*Exercise aim:* Please reproduce the full set of data below exactly.
★ ★ ★ ★
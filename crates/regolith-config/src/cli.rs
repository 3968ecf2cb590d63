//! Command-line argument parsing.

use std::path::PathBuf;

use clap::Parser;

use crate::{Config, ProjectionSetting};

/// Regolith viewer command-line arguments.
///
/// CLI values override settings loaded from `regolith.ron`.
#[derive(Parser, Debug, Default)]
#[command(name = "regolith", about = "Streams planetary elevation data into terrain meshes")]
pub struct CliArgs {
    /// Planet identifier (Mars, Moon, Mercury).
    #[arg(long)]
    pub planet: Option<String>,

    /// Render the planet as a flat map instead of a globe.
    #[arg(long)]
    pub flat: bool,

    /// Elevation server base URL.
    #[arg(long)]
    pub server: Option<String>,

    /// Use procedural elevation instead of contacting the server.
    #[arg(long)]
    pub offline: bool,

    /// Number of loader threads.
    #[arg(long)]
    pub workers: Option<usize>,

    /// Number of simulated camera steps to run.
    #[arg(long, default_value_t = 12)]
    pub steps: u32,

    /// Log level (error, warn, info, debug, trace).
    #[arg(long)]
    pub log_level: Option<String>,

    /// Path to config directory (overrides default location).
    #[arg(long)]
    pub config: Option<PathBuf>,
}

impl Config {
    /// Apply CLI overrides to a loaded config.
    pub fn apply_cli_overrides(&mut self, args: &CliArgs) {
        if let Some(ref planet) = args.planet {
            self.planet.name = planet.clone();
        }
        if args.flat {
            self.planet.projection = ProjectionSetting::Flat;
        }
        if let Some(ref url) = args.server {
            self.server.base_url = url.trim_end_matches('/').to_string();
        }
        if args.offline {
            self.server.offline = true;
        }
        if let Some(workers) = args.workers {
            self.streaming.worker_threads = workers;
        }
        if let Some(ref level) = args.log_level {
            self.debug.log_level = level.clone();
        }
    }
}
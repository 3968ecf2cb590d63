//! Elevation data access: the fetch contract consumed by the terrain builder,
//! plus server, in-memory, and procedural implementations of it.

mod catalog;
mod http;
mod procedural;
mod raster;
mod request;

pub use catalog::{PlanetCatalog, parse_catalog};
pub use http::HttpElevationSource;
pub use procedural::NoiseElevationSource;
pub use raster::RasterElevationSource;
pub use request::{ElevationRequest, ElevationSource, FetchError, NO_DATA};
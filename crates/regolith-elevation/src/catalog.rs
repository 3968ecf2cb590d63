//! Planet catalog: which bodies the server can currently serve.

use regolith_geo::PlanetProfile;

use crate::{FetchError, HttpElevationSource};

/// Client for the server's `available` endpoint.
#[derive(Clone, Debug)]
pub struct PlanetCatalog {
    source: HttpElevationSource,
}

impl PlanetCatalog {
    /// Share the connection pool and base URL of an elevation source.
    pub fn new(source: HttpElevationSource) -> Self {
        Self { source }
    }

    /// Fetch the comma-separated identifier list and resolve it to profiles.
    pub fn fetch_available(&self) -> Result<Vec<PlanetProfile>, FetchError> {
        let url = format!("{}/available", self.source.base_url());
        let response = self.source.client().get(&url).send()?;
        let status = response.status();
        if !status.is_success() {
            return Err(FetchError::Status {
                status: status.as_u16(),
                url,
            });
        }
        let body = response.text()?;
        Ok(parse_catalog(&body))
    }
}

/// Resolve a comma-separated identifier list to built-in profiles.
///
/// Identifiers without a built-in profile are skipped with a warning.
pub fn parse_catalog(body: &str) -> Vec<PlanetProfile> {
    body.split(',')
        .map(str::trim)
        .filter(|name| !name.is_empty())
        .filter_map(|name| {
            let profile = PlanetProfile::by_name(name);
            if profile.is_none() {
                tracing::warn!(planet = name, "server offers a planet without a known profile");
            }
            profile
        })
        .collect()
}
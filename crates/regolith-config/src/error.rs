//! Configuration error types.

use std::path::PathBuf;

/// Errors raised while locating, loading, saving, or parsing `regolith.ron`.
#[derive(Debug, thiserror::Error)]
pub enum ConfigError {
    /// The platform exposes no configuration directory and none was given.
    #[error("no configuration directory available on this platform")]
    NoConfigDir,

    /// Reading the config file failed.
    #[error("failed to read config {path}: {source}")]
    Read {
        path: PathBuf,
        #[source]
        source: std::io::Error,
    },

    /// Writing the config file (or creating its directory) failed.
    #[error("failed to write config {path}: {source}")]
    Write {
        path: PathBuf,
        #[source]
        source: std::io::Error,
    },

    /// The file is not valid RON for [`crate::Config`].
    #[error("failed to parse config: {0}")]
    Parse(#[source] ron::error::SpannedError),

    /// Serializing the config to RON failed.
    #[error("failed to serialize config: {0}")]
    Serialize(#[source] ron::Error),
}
★ ★ ★ ★
*Exercise result:*
filename crates/regolith-config/src/cli.rs
repository 3968ecf2cb590d63
//! Command-line argument parsing.

use std::path::PathBuf;

use clap::Parser;

use crate::{Config, ProjectionSetting};

/// Regolith viewer command-line arguments.
///
/// CLI values override settings loaded from `regolith.ron`.
#[derive(Parser, Debug, Default)]
#[command(name = "regolith", about = "Streams planetary elevation data into terrain meshes")]
pub struct CliArgs {
    /// Planet identifier (Mars, Moon, Mercury).
    #[arg(long)]
    pub planet: Option<String>,

    /// Render the planet as a flat map instead of a globe.
    #[arg(long)]
    pub flat: bool,

    /// Elevation server base URL.
    #[arg(long)]
    pub server: Option<String>,

    /// Use procedural elevation instead of contacting the server.
    #[arg(long)]
    pub offline: bool,

    /// Number of loader threads.
    #[arg(long)]
    pub workers: Option<usize>,

    /// Number of simulated camera steps to run.
    #[arg(long, default_value_t = 12)]
    pub steps: u32,

    /// Log level (error, warn, info, debug, trace).
    #[arg(long)]
    pub log_level: Option<String>,

    /// Path to config directory (overrides default location).
    #[arg(long)]
    pub config: Option<PathBuf>,
}

impl Config {
    /// Apply CLI overrides to a loaded config.
    pub fn apply_cli_overrides(&mut self, args: &CliArgs) {
        if let Some(ref planet) = args.planet {
            self.planet.name = planet.clone();
        }
        if args.flat {
            self.planet.projection = ProjectionSetting::Flat;
        }
        if let Some(ref url) = args.server {
            self.server.base_url = url.trim_end_matches('/').to_string();
        }
        if args.offline {
            self.server.offline = true;
        }
        if let Some(workers) = args.workers {
            self.streaming.worker_threads = workers;
        }
        if let Some(ref level) = args.log_level {
            self.debug.log_level = level.clone();
        }
    }
}
repository 3968ecf2cb590d63
//! Elevation data access: the fetch contract consumed by the terrain builder,
//! plus server, in-memory, and procedural implementations of it.

mod catalog;
mod http;
mod procedural;
mod raster;
mod request;

pub use catalog::{PlanetCatalog, parse_catalog};
pub use http::HttpElevationSource;
pub use procedural::NoiseElevationSource;
pub use raster::RasterElevationSource;
pub use request::{ElevationRequest, ElevationSource, FetchError, NO_DATA};
filename crates/regolith-elevation/src/catalog.rs
repository 3968ecf2cb590d63
//! Planet catalog: which bodies the server can currently serve.

use regolith_geo::PlanetProfile;

use crate::{FetchError, HttpElevationSource};

/// Client for the server's `available` endpoint.
#[derive(Clone, Debug)]
pub struct PlanetCatalog {
    source: HttpElevationSource,
}

impl PlanetCatalog {
    /// Share the connection pool and base URL of an elevation source.
    pub fn new(source: HttpElevationSource) -> Self {
        Self { source }
    }

    /// Fetch the comma-separated identifier list and resolve it to profiles.
    pub fn fetch_available(&self) -> Result<Vec<PlanetProfile>, FetchError> {
        let url = format!("{}/available", self.source.base_url());
        let response = self.source.client().get(&url).send()?;
        let status = response.status();
        if !status.is_success() {
            return Err(FetchError::Status {
                status: status.as_u16(),
                url,
            });
        }
        let body = response.text()?;
        Ok(parse_catalog(&body))
    }
}

/// Resolve a comma-separated identifier list to built-in profiles.
///
/// Identifiers without a built-in profile are skipped with a warning.
pub fn parse_catalog(body: &str) -> Vec<PlanetProfile> {
    body.split(',')
        .map(str::trim)
        .filter(|name| !name.is_empty())
        .filter_map(|name| {
            let profile = PlanetProfile::by_name(name);
            if profile.is_none() {
                tracing::warn!(planet = name, "server offers a planet without a known profile");
            }
            profile
        })
        .collect()
}
filename crates/regolith-config/src/error.rs
//! Configuration error types.

use std::path::PathBuf;

/// Errors raised while locating, loading, saving, or parsing `regolith.ron`.
#[derive(Debug, thiserror::Error)]
pub enum ConfigError {
    /// The platform exposes no configuration directory and none was given.
    #[error("no configuration directory available on this platform")]
    NoConfigDir,

    /// Reading the config file failed.
    #[error("failed to read config {path}: {source}")]
    Read {
        path: PathBuf,
        #[source]
        source: std::io::Error,
    },

    /// Writing the config file (or creating its directory) failed.
    #[error("failed to write config {path}: {source}")]
    Write {
        path: PathBuf,
        #[source]
        source: std::io::Error,
    },

    /// The file is not valid RON for [`crate::Config`].
    #[error("failed to parse config: {0}")]
    Parse(#[source] ron::error::SpannedError),

    /// Serializing the config to RON failed.
    #[error("failed to serialize config: {0}")]
    Serialize(#[source] ron::Error),
}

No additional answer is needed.